Now, I had an epiphany about potatoes as they are concerned with pies like this.  You need a fairly dry mash so that it holds up as a nice crust when you serve it, but you don't want the mash to be dry for lack of unctuous dairy and butter.  Here's my solution: bake (don't boil!) your potatoes.  You can either do this ahead in the oven, or at the last minute in the microwave.  I never use the microwave for real cooking, but in this case it's absolutely forgivable -- just remember to flip your potatoes half-way through cooking.  You'll need about 4 large russet potatoes for this dish.  After you've baked or microwaved them, cut them in half and scoop the flesh into a large bowl.  Add about 2/3 of a stick of butter, a splash or two of milk, and two heaping spoons of sour cream and mash until smooth.  Season with salt and pepper, taste, and adjust.  The consistency of these potatoes should still be quite dry.  They should look almost unappetizing.

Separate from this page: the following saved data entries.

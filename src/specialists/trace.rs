use crate::models::Fact;
use crate::tools::xray::{self, decode_segment_document};
use crate::tools::ToolContext;
use serde_json::{json, Value};
use tracing::debug;

/// Deep analysis of one distributed trace.
///
/// Extracts duration, per-segment HTTP failures, exception causes,
/// service-to-service calls and summary fault/error lists. Tolerates both
/// the batch (`Traces`/`Segments`) and single-trace (`trace_id`/`segments`)
/// document shapes.
pub async fn analyze_trace_deep(ctx: &ToolContext, trace_id: &str) -> Vec<Fact> {
    let mut facts = Vec::new();

    let raw = xray::get_xray_trace(ctx, trace_id).await;
    let trace_data: Value = match serde_json::from_str(&raw) {
        Ok(value) => value,
        Err(e) => {
            facts.push(fact_for_trace_failure(trace_id, &format!("unparseable trace: {e}")));
            return facts;
        }
    };

    if let Some(error) = trace_data.get("error").and_then(Value::as_str) {
        facts.push(fact_for_trace_failure(trace_id, error));
        return facts;
    }

    let Some((duration, segments)) = normalize_trace(&trace_data) else {
        debug!("no usable segment list in trace {trace_id}");
        return facts;
    };

    let mut metadata = serde_json::Map::new();
    metadata.insert("trace_id".to_string(), json!(trace_id));
    metadata.insert("duration".to_string(), json!(duration));
    metadata.insert("segment_count".to_string(), json!(segments.len()));
    facts.push(
        Fact::new(
            "xray_trace",
            format!("Trace {trace_id} duration: {duration:.3}s"),
            0.9,
        )
        .with_metadata(metadata),
    );

    let mut fault_segments: Vec<String> = Vec::new();
    let mut error_segments: Vec<String> = Vec::new();

    for segment in &segments {
        let Some(document) = decode_segment_document(segment) else {
            continue;
        };
        let segment_name = document
            .get("name")
            .and_then(Value::as_str)
            .unwrap_or("unknown")
            .to_string();

        if document.get("fault").and_then(Value::as_bool).unwrap_or(false) {
            fault_segments.push(segment_name.clone());
        }
        if document.get("error").and_then(Value::as_bool).unwrap_or(false) {
            error_segments.push(segment_name.clone());
        }

        if let Some(status) = http_status(&document) {
            if status >= 400 {
                facts.push(Fact::new(
                    "xray_trace",
                    format!("Service {segment_name} returned HTTP {status}"),
                    0.95,
                ));
            }
        }

        if let Some(message) = cause_message(&document) {
            facts.push(Fact::new(
                "xray_trace",
                format!("Service {segment_name} error: {message}"),
                0.95,
            ));
        }

        for subsegment in document
            .get("subsegments")
            .and_then(Value::as_array)
            .cloned()
            .unwrap_or_default()
        {
            analyze_subsegment(&segment_name, &subsegment, &mut facts);
        }
    }

    if !fault_segments.is_empty() {
        facts.push(Fact::new(
            "xray_trace",
            format!("Faulted services in trace: {}", fault_segments.join(", ")),
            0.95,
        ));
    }
    if !error_segments.is_empty() {
        facts.push(Fact::new(
            "xray_trace",
            format!(
                "Services with errors in trace: {}",
                error_segments.join(", ")
            ),
            0.95,
        ));
    }

    facts
}

fn fact_for_trace_failure(trace_id: &str, error: &str) -> Fact {
    let mut metadata = serde_json::Map::new();
    metadata.insert("trace_id".to_string(), json!(trace_id));
    metadata.insert("error".to_string(), json!(true));
    Fact::new(
        "xray_trace",
        format!("Failed to retrieve trace {trace_id}: {error}"),
        0.8,
    )
    .with_metadata(metadata)
}

/// Accept both trace document shapes and return (duration, segment list).
fn normalize_trace(trace_data: &Value) -> Option<(f64, Vec<Value>)> {
    if let Some(traces) = trace_data.get("Traces").and_then(Value::as_array) {
        let trace = traces.first()?;
        return Some((
            trace.get("Duration").and_then(Value::as_f64).unwrap_or(0.0),
            trace
                .get("Segments")
                .and_then(Value::as_array)
                .cloned()
                .unwrap_or_default(),
        ));
    }
    if trace_data.get("trace_id").is_some() {
        return Some((
            trace_data.get("duration").and_then(Value::as_f64).unwrap_or(0.0),
            trace_data
                .get("segments")
                .and_then(Value::as_array)
                .cloned()
                .unwrap_or_default(),
        ));
    }
    None
}

fn analyze_subsegment(parent_name: &str, subsegment: &Value, facts: &mut Vec<Fact>) {
    let sub_name = subsegment
        .get("name")
        .and_then(Value::as_str)
        .unwrap_or("unknown")
        .to_string();

    // A downstream call carries an operation name or a request URL.
    let action = subsegment
        .get("aws")
        .and_then(|aws| aws.get("operation"))
        .and_then(Value::as_str)
        .map(|s| s.to_string())
        .or_else(|| {
            subsegment
                .get("http")
                .and_then(|h| h.get("request"))
                .and_then(|r| r.get("url"))
                .and_then(Value::as_str)
                .and_then(|url| url.rsplit('/').next().map(|s| s.to_string()))
        });

    let status = http_status(subsegment);

    if let Some(action) = &action {
        match status {
            Some(status) if status >= 400 => {
                facts.push(Fact::new(
                    "xray_trace",
                    format!(
                        "Service {parent_name} called {sub_name} ({action}) and received HTTP {status}"
                    ),
                    0.95,
                ));
            }
            Some(status) => {
                facts.push(Fact::new(
                    "xray_trace",
                    format!(
                        "Service {parent_name} called {sub_name} ({action}), HTTP {status}"
                    ),
                    0.9,
                ));
            }
            None => {}
        }
    }

    let failed = subsegment.get("fault").and_then(Value::as_bool).unwrap_or(false)
        || subsegment.get("error").and_then(Value::as_bool).unwrap_or(false);
    if failed {
        if let Some(message) = cause_message(subsegment) {
            facts.push(Fact::new(
                "xray_trace",
                format!("Subsegment {sub_name} error: {message}"),
                0.95,
            ));
        }
    }

    // Nested downstream hops.
    for nested in subsegment
        .get("subsegments")
        .and_then(Value::as_array)
        .cloned()
        .unwrap_or_default()
    {
        analyze_subsegment(&sub_name, &nested, facts);
    }
}

fn http_status(document: &Value) -> Option<i64> {
    document
        .get("http")
        .and_then(|h| h.get("response"))
        .and_then(|r| r.get("status"))
        .and_then(Value::as_i64)
}

fn cause_message(document: &Value) -> Option<String> {
    let cause = document.get("cause")?;
    if let Some(message) = cause.get("message").and_then(Value::as_str) {
        return Some(message.to_string());
    }
    // The cause may be a list of exceptions instead of a flat message.
    cause
        .get("exceptions")
        .and_then(Value::as_array)
        .and_then(|exceptions| exceptions.first())
        .and_then(|e| e.get("message"))
        .and_then(Value::as_str)
        .map(|s| s.to_string())
}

Transfer your meat to an ovenproof dish (if you've used cast iron, you're all set!) and dollop the potatoes on top.  Smash them around until they're more or less even and all the meat is covered.  Now take the tines of a fork and rough up the top surface -- this will give you lovely little crunchy bits.  Put a few little pats of butter on top.
Bake in a 375 degree oven until everything is bubbly and the top is beginning to brown, about 15 minutes.  If the top isn't browning well, you can broil it for a few minutes at the end of the cooking time.  If you're more patient than I am, let this sit for about 10 minutes after you pull it out of the oven -- it will hold together better while you're serving.